John Nossiff

Founder and Managing Partner
jnossiff@nossiff-law.com
Linkedin


Overview
John G. Nossiff Jr. is a corporate and securities attorney with 25+ years of experience advising companies, financial sponsors, institutions, and founders/families on transactions and general corporate matters. He currently serves as Managing Partner of the Nossiff Law Firm LLP, a boutique he founded in 2007 after 18 years at large international law firms. He is also Of Counsel to New York City law firm Hunter, Taubman, Fischer & Li, focusing on Asia IPOs.
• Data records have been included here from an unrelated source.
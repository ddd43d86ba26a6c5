//! Delivery Sink over HTTP: best-effort outcome confirmations.

use async_trait::async_trait;
use courier_core::config::SinkConfig;
use courier_core::error::{CourierError, Result};
use courier_core::traits::DeliverySink;
use courier_core::types::DeliveryReport;

pub struct HttpDeliverySink {
    url: String,
    timeout: std::time::Duration,
    client: reqwest::Client,
}

impl HttpDeliverySink {
    pub fn new(config: &SinkConfig, client: reqwest::Client) -> Self {
        Self {
            url: config.url.clone(),
            timeout: config.timeout(),
            client,
        }
    }
}

#[async_trait]
impl DeliverySink for HttpDeliverySink {
    fn name(&self) -> &str {
        "http-sink"
    }

    async fn confirm(&self, report: &DeliveryReport) -> Result<()> {
        let resp = self
            .client
            .post(&self.url)
            .json(report)
            .timeout(self.timeout)
            .send()
            .await
            .map_err(|e| CourierError::Sink(format!("Confirmation send failed: {e}")))?;

        if resp.status().is_success() {
            tracing::debug!(
                "✅ Confirmed #{} via {} (code {})",
                report.message_id,
                report.channel_name,
                report.outcome_code.code()
            );
            Ok(())
        } else {
            let status = resp.status();
            let body = resp.text().await.unwrap_or_default();
            Err(CourierError::Sink(format!("Sink error {status}: {body}")))
        }
    }
}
He previously worked at Brown Rudnick in Boston, where he was an Equity Partner and a leader in the Corporate and Securities practice.

John advises clients across industries on M&A (including spin-offs, carve-outs, and reverse acquisitions), IPOs, public and private equity and debt offerings, restructurings, new business organization, corporate governance, SEC compliance & reporting, contested shareholder matters and dispute resolution. He also has expertise in Asia cross-border matters, including capital markets, regulatory policy, and corporate governance. He previously served as an Independent Director of Sunrise New Energy Co (NASDAQ: EPOW), formerly Global Internet of People, a publicly traded technology and industrial services company based in Zibo, Shandong, China.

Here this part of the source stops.